Maga Supporters Back El Salvador Leader's Plea for Trump to Crack Down on American Judiciary
The US President does not usually take advice, especially from international figures who often seek to praise and admire the US president.
However, the Central American nation's strongman president Bukele has followed a different approach by calling on the Trump administration to follow his example in removing so-called “corrupt judges.”
His appeal for the president to move against the US judiciary also garnered support from Trump allies, including an social media message by one-time supporter Elon Musk, who has in the past boosted Bukele's calls to impeach US judges.
Growing Risks to Judicial Independence
Experts say that the leader's latest intervention occur of unmatched threats to court autonomy and specific justices in the United States, and during a phase where the president's team is employing comparable strong-arm tactics used by leaders in countries such as Turkey, the European state, India, and his native the Central American country to weaken democratic accountability.
Bukele's online call recently was just the latest in a long series of taunts and allegations he has leveled against the American judiciary, such as a March assertion that the US was “facing a judicial coup,” and ridicule of a court's ruling to halt removal operations sending accused undocumented individuals to his country's harsh correctional facilities.

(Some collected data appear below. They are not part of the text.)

use crate::error::AppResult;
use std::time::Duration;

mod memory_storage;
mod redis_storage;

pub use memory_storage::MemoryStorage;
pub use redis_storage::RedisStorage;

/// 会话令牌存储
///
/// 令牌按用户分组保存，同一用户可同时持有多个令牌（多端登录）。
#[async_trait::async_trait]
pub trait SessionStorage: Send + Sync {
    /// 保存令牌
    async fn save_token(&self, user_id: &str, token: &str, expires: Duration) -> AppResult<()>;

    /// 检查令牌，令牌存在时刷新过期时间
    ///
    /// 读取与刷新是两次独立操作，两者之间令牌被删除时返回 `false`。
    async fn check_and_refresh_token(
        &self,
        user_id: &str,
        token: &str,
        expires: Duration,
    ) -> AppResult<bool>;

    /// 移除令牌
    async fn remove_token(&self, user_id: &str, token: &str) -> AppResult<()>;

    /// 移除用户的所有令牌
    async fn remove_user(&self, user_id: &str) -> AppResult<()>;

    /// 检查存储健康状态
    async fn health_check(&self) -> AppResult<bool> {
        Ok(true)
    }
}

/// 令牌键：`<prefix><user_id>_<token>`
pub(crate) fn token_key(prefix: &str, user_id: &str, token: &str) -> String {
    format!("{}{}_{}", prefix, user_id, token)
}

/// 用户全部令牌键的公共前缀
pub(crate) fn user_key_prefix(prefix: &str, user_id: &str) -> String {
    format!("{}{}_", prefix, user_id)
}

Criticism on Oregon Justice
Bukele's demand for removal was also issued during social media attacks on the state's federal judge Karin Immergut by White House aide Stephen Miller, attorney general Pam Bondi, Elon Musk, and the president himself in a latest press gaggle.

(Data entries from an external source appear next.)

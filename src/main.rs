/*
 * PanelKit - Admin Panel Backend Toolkit
 * Copyright (c) 2024 PanelKit Project
 *
 * This work is licensed under CC BY-NC-SA 4.0
 * https://creativecommons.org/licenses/by-nc-sa/4.0/
 */

use panelkit_backend::{
    cache::RedisConfig,
    config::{Config, MinioConfig},
    database::Database,
    error::AppResult,
    handlers::AppState,
    routes::create_app,
    session::{MemoryStorage, RedisStorage, SessionStorage},
    storage::{FileStorage, MinioStorage, Storage},
};
use std::{path::Path, sync::Arc};
use tracing_subscriber::{layer::SubscriberExt, util::SubscriberInitExt};

/// 配置文件路径环境变量
const CONFIG_PATH_ENV: &str = "PANELKIT_CONFIG";

#[tokio::main]
async fn main() -> AppResult<()> {
    // 初始化日志
    tracing_subscriber::registry()
        .with(
            tracing_subscriber::EnvFilter::try_from_default_env()
                .unwrap_or_else(|_| "panelkit_backend=debug,tower_http=debug".into()),
        )
        .with(tracing_subscriber::fmt::layer())
        .init();

    // 加载配置，文件不存在时写入默认配置
    let config_path = std::env::var(CONFIG_PATH_ENV).unwrap_or_else(|_| "config.toml".to_string());
    if !Path::new(&config_path).exists() {
        tracing::warn!("未找到配置文件，写入默认配置: {}", config_path);
        Config::save_default(&config_path)?;
    }
    let (config, configs) = Config::from_file(&config_path)?;
    tracing::info!("已加载配置文件: {}", config_path);
    tracing::info!("服务器配置: {}", config.server_addr());

    // 初始化数据库
    let database = Database::from_configs(&configs).await?;
    if let Err(e) = database.verify_connection().await {
        tracing::warn!("数据库验证失败: {}", e);
    }

    // 初始化会话存储
    let session: Arc<dyn SessionStorage> = match config.session.backend.as_str() {
        "memory" => {
            tracing::warn!("使用进程内会话存储，重启后所有令牌失效");
            Arc::new(MemoryStorage::new(config.session.key_prefix.clone()))
        }
        _ => {
            let conn = RedisConfig::new_client("redis", &configs).await?;
            Arc::new(RedisStorage::new(config.session.key_prefix.clone(), conn))
        }
    };

    // 初始化文件存储
    let storage: Arc<dyn Storage> = match config.storage.backend.as_str() {
        "minio" => {
            let minio: MinioConfig = configs.unmarshal_sub("minio")?;
            Arc::new(MinioStorage::new(minio).await?)
        }
        _ => Arc::new(FileStorage::from_config(&config.storage).await?),
    };

    let state = AppState::new(config.clone(), database.clone(), session, storage).await?;
    let app = create_app(state);

    // 启动服务器
    let listener = tokio::net::TcpListener::bind(&config.server_addr()).await?;
    tracing::info!("🚀 服务器启动成功，监听地址: {}", config.server_addr());

    axum::serve(listener, app)
        .with_graceful_shutdown(shutdown_signal())
        .await?;

    database.close().await;
    Ok(())
}

async fn shutdown_signal() {
    if let Err(e) = tokio::signal::ctrl_c().await {
        tracing::error!("监听退出信号失败: {}", e);
    }
    tracing::info!("收到退出信号，正在关闭服务...");
}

Immergut had issued restraining orders blocking the administration from mobilizing the military reserves, first in Oregon then in the West Coast state. The president has been pushing to send soldiers into Portland, which the leader has characterized as “war-ravaged” based on small, non-violent protests outside the urban homeland security facility.
Record of Attacking Justices
Miller, Bondi, and Musk have a history of attacking judges who have blocked Trump's executive orders or otherwise impeded the administration's political agenda. Prior to returning to power recently, Trump urged his supporters against judges presiding over his civil and criminal trials, who were then deluged with threats and harassment.

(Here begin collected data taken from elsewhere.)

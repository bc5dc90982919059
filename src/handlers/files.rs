use super::AppState;
use crate::error::{AppError, AppResult};
use axum::{
    body::Body,
    extract::{Path, State},
    http::{StatusCode, header},
    response::Response,
};

/// 读取存储中的文件，内容类型按文件头识别
#[utoipa::path(
    get,
    path = "/files/{name}",
    tag = "文件上传",
    params(("name" = String, Path, description = "存储文件名")),
    responses(
        (status = 200, description = "文件内容"),
        (status = 404, description = "文件不存在")
    )
)]
pub async fn serve_file(
    State(state): State<AppState>,
    Path(name): Path<String>,
) -> AppResult<Response> {
    let data = state.storage.get_file(&name).await?;
    let content_type = infer::get(&data)
        .map(|kind| kind.mime_type())
        .unwrap_or("application/octet-stream");

    Response::builder()
        .status(StatusCode::OK)
        .header(header::CONTENT_TYPE, content_type)
        .header(header::CONTENT_LENGTH, data.len().to_string())
        .body(Body::from(data))
        .map_err(|e| AppError::Internal(anyhow::anyhow!("构建响应失败: {}", e)))
}
use super::Kind;
use serde::{Deserialize, Serialize};
use sqlx::FromRow;
use utoipa::ToSchema;

/// 单一文件模型，同一用户的同种分类只对应一个文件
#[derive(Debug, Clone, Serialize, Deserialize, FromRow, ToSchema)]
pub struct SingleFile {
    pub id: i64,
    pub user_id: i64,
    pub kind: Kind,
    /// 存储中的文件名
    pub file: String,
    /// 文件服务地址，查询后填充
    #[sqlx(skip)]
    #[serde(default)]
    pub url: String,
}

/// 多文件模型，同一用户的同种分类可对应多个文件
#[derive(Debug, Clone, Serialize, Deserialize, FromRow, ToSchema)]
pub struct MultiFile {
    pub id: i64,
    pub user_id: i64,
    pub kind: Kind,
    pub file: String,
    #[sqlx(skip)]
    #[serde(default)]
    pub url: String,
}
use crate::{
    database::Database,
    error::AppResult,
    models::{Kind, List, MultiFile, UserKind},
    repositories::MultiFileRepository,
    storage::{ServeUrlGetter, Storage, random_file_name},
};
use std::sync::Arc;

/// 多文件管理：同一用户的同种分类可保存多个文件
#[derive(Clone)]
pub struct MultiFileService {
    repo: MultiFileRepository,
    storage: Arc<dyn Storage>,
}

impl MultiFileService {
    pub fn new(db: Database, storage: Arc<dyn Storage>) -> Self {
        Self {
            repo: MultiFileRepository::new(db),
            storage,
        }
    }

    pub async fn migrate(&self) -> AppResult<()> {
        self.repo.migrate().await
    }

    /// 保存文件
    pub async fn create(
        &self,
        user_id: i64,
        kind: Kind,
        original_name: &str,
        data: &[u8],
    ) -> AppResult<MultiFile> {
        let name = random_file_name(original_name);
        let mut tx = self.repo.database().pool().begin().await?;
        let id = self.repo.insert(&mut tx, user_id, kind, &name).await?;
        self.storage.create_file(&name, data).await?;

        if let Err(e) = tx.commit().await {
            if let Err(cleanup) = self.storage.delete_file(&name).await {
                tracing::warn!("回滚时删除文件失败: {}: {}", name, cleanup);
            }
            return Err(e.into());
        }

        tracing::info!(
            "文件已保存: user={} kind={} file={} ({} 字节)",
            user_id,
            kind,
            name,
            data.len()
        );

        Ok(MultiFile {
            id,
            user_id,
            kind,
            url: self.storage.serve_url(&name)?,
            file: name,
        })
    }

    pub async fn count(&self, user_kind: &UserKind) -> AppResult<i64> {
        self.repo.count(user_kind).await
    }

    /// 分页查询并填充服务地址
    pub async fn find(&self, list: &List) -> AppResult<Vec<MultiFile>> {
        let mut files = self.repo.find(list).await?;
        for file in &mut files {
            file.url = self.storage.serve_url(&file.file)?;
        }
        Ok(files)
    }

    /// 删除指定文件，返回删除后剩余数量
    ///
    /// 记录在事务中删除，提交后逐个删除文件；文件删除失败只记录日志。
    pub async fn delete(&self, user_kind: &UserKind, ids: &[i64]) -> AppResult<i64> {
        if !ids.is_empty() {
            let mut tx = self.repo.database().pool().begin().await?;
            let files = self.repo.find_by_ids(&mut tx, user_kind, ids).await?;
            let deleted = self.repo.delete_by_ids(&mut tx, user_kind, ids).await?;
            tx.commit().await?;

            for file in &files {
                if let Err(e) = self.storage.delete_file(&file.file).await {
                    tracing::warn!("删除文件失败: {}: {}", file.file, e);
                }
            }
            tracing::info!("已删除 {} 个文件记录", deleted);
        }

        self.repo.count(user_kind).await
    }

    pub async fn get_file(&self, name: &str) -> AppResult<Vec<u8>> {
        self.storage.get_file(name).await
    }

    pub fn serve_url(&self, name: &str) -> AppResult<String> {
        self.storage.serve_url(name)
    }

    pub fn set_serve_url_getter(&self, getter: ServeUrlGetter) {
        self.storage.set_serve_url_getter(getter);
    }
}

#[cfg(test)]
mod tests {
    use super::*;
    use crate::{
        database::{OrmConfig, tests::memory_database},
        models::{OrderBy, Pagination},
        storage::FileStorage,
    };
    use tempfile::TempDir;

    async fn service() -> (TempDir, MultiFileService) {
        let temp = TempDir::new().unwrap();
        let storage = FileStorage::new(temp.path(), "/files").await.unwrap();
        let service = MultiFileService::new(
            memory_database(OrmConfig::default()).await,
            Arc::new(storage),
        );
        service.migrate().await.unwrap();
        (temp, service)
    }

    #[tokio::test]
    async fn test_delete_returns_remaining_count() {
        let (temp, service) = service().await;
        let mut ids = Vec::new();
        for i in 0..4 {
            let file = service
                .create(1, 9, &format!("{}.txt", i), b"data")
                .await
                .unwrap();
            ids.push(file.id);
        }
        let foreign = service.create(2, 9, "x.txt", b"data").await.unwrap();

        let user_kind = UserKind::new(1, 9);
        let remaining = service
            .delete(&user_kind, &[ids[0], ids[2], foreign.id])
            .await
            .unwrap();
        assert_eq!(remaining, 2);
        assert_eq!(service.count(&UserKind::new(2, 9)).await.unwrap(), 1);
        assert_eq!(std::fs::read_dir(temp.path()).unwrap().count(), 3);

        assert_eq!(service.delete(&user_kind, &[]).await.unwrap(), 2);
    }

    #[tokio::test]
    async fn test_find_fills_urls() {
        let (_temp, service) = service().await;
        service.create(1, 1, "a.png", b"a").await.unwrap();
        service.create(1, 1, "b.png", b"b").await.unwrap();

        service.set_serve_url_getter(Arc::new(|n: &str| Ok(format!("https://cdn/{}", n))));
        let files = service
            .find(&List {
                user_kind: UserKind::new(1, 1),
                order_by: OrderBy {
                    order_by: "id".to_string(),
                    descending: false,
                },
                pagination: Pagination::default(),
            })
            .await
            .unwrap();

        assert_eq!(files.len(), 2);
        assert!(files[0].id < files[1].id);
        assert!(files.iter().all(|f| f.url == format!("https://cdn/{}", f.file)));
    }
}
use axum::response::{IntoResponse, Response};
use thiserror::Error;

use crate::config::LoadOsError;
use crate::response::{ApiResponse, ResponseCode};

/// 应用程序错误类型
#[derive(Error, Debug)]
pub enum AppError {
    #[error("数据库错误: {0}")]
    Database(#[from] sqlx::Error),

    #[error("缓存错误: {0}")]
    Cache(#[from] redis::RedisError),

    #[error("序列化错误: {0}")]
    Serialization(#[from] serde_json::Error),

    #[error("IO错误: {0}")]
    Io(#[from] std::io::Error),

    #[error("密码哈希错误: {0}")]
    Hash(#[from] bcrypt::BcryptError),

    #[error("配置错误: {0}")]
    Config(String),

    #[error(transparent)]
    LoadEnv(#[from] LoadOsError),

    #[error("加解密错误: {0}")]
    Cipher(String),

    #[error("存储错误: {0}")]
    Storage(String),

    #[error("用户名已存在")]
    UsernameAlreadyExists,

    #[error("用户名或密码错误")]
    MismatchedCredentials,

    #[error("未授权")]
    Unauthorized,

    #[error("无效的令牌: {0}")]
    InvalidToken(String),

    #[error("文件未找到: {path}")]
    FileNotFound { path: String },

    #[error("内部错误: {0}")]
    Internal(#[from] anyhow::Error),

    #[error("请求参数错误: {0}")]
    BadRequest(String),

    #[error("资源不存在: {resource}")]
    NotFound { resource: String },
}

impl IntoResponse for AppError {
    fn into_response(self) -> Response {
        let (code, message) = match &self {
            AppError::Database(_) => (ResponseCode::DATABASE_ERROR, "数据库错误".to_string()),
            AppError::Cache(_) => (ResponseCode::CACHE_ERROR, "缓存服务错误".to_string()),
            AppError::Serialization(_) => {
                (ResponseCode::INTERNAL_ERROR, "数据序列化错误".to_string())
            }
            AppError::Io(_) => (ResponseCode::INTERNAL_ERROR, "文件IO错误".to_string()),
            AppError::Hash(_) => (ResponseCode::INTERNAL_ERROR, "密码处理错误".to_string()),
            AppError::Config(_) | AppError::LoadEnv(_) => {
                (ResponseCode::INTERNAL_ERROR, "配置错误".to_string())
            }
            AppError::Cipher(_) => (ResponseCode::INTERNAL_ERROR, "加解密错误".to_string()),
            AppError::Storage(_) => (ResponseCode::STORAGE_ERROR, self.to_string()),
            AppError::UsernameAlreadyExists => {
                (ResponseCode::DUPLICATE_RESOURCE, self.to_string())
            }
            AppError::MismatchedCredentials => {
                (ResponseCode::MISMATCHED_CREDENTIALS, self.to_string())
            }
            AppError::Unauthorized | AppError::InvalidToken(_) => {
                (ResponseCode::UNAUTHORIZED, "未授权".to_string())
            }
            AppError::FileNotFound { path } => {
                (ResponseCode::NOT_FOUND, format!("文件未找到: {}", path))
            }
            AppError::Internal(_) => (ResponseCode::INTERNAL_ERROR, "服务器内部错误".to_string()),
            AppError::BadRequest(msg) => (ResponseCode::BAD_REQUEST, msg.clone()),
            AppError::NotFound { resource } => {
                (ResponseCode::NOT_FOUND, format!("资源不存在: {}", resource))
            }
        };

        // 业务拒绝只记警告，后端故障记错误
        if code < ResponseCode::INTERNAL_ERROR {
            tracing::warn!("请求被拒绝: {}", self);
        } else {
            tracing::error!("应用错误: {}", self);
        }

        ApiResponse::<()>::error(code, message).into_response()
    }
}

/// 应用程序Result类型别名
pub type AppResult<T> = Result<T, AppError>;

/// 错误构造辅助函数
impl AppError {
    pub fn bad_request<T: Into<String>>(msg: T) -> Self {
        Self::BadRequest(msg.into())
    }

    pub fn not_found<T: Into<String>>(resource: T) -> Self {
        Self::NotFound {
            resource: resource.into(),
        }
    }

    pub fn file_not_found<T: Into<String>>(path: T) -> Self {
        Self::FileNotFound { path: path.into() }
    }

    pub fn service_unavailable<T: Into<String>>(msg: T) -> Self {
        Self::Internal(anyhow::anyhow!(msg.into()))
    }

    pub fn storage<T: Into<String>>(msg: T) -> Self {
        Self::Storage(msg.into())
    }

    pub fn config<T: Into<String>>(msg: T) -> Self {
        Self::Config(msg.into())
    }

    pub fn cipher<T: Into<String>>(msg: T) -> Self {
        Self::Cipher(msg.into())
    }

    pub fn invalid_token<T: Into<String>>(msg: T) -> Self {
        Self::InvalidToken(msg.into())
    }
}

Monitoring groups, law enforcement agencies, and judges themselves have pointed to a increased climate of risks and intimidation in the period since he returned to the White House.
Increasing Threat Statistics
Based on information gathered by the US Marshals Service, in the current year through the end of September, there were over five hundred incidents to 395 US justices, leading to more than eight hundred inquiries. This year has already surpassed the first recorded year, and 2024, and is on track to top 2023's record of 630 reported incidents.
The threats are not only happening at the federal level. Data from the university's Bridging Divides Initiative shows that there have been at least fifty-nine cases of intimidation, targeting, stalking, or violence committed against judges on the state and municipal levels in 2025.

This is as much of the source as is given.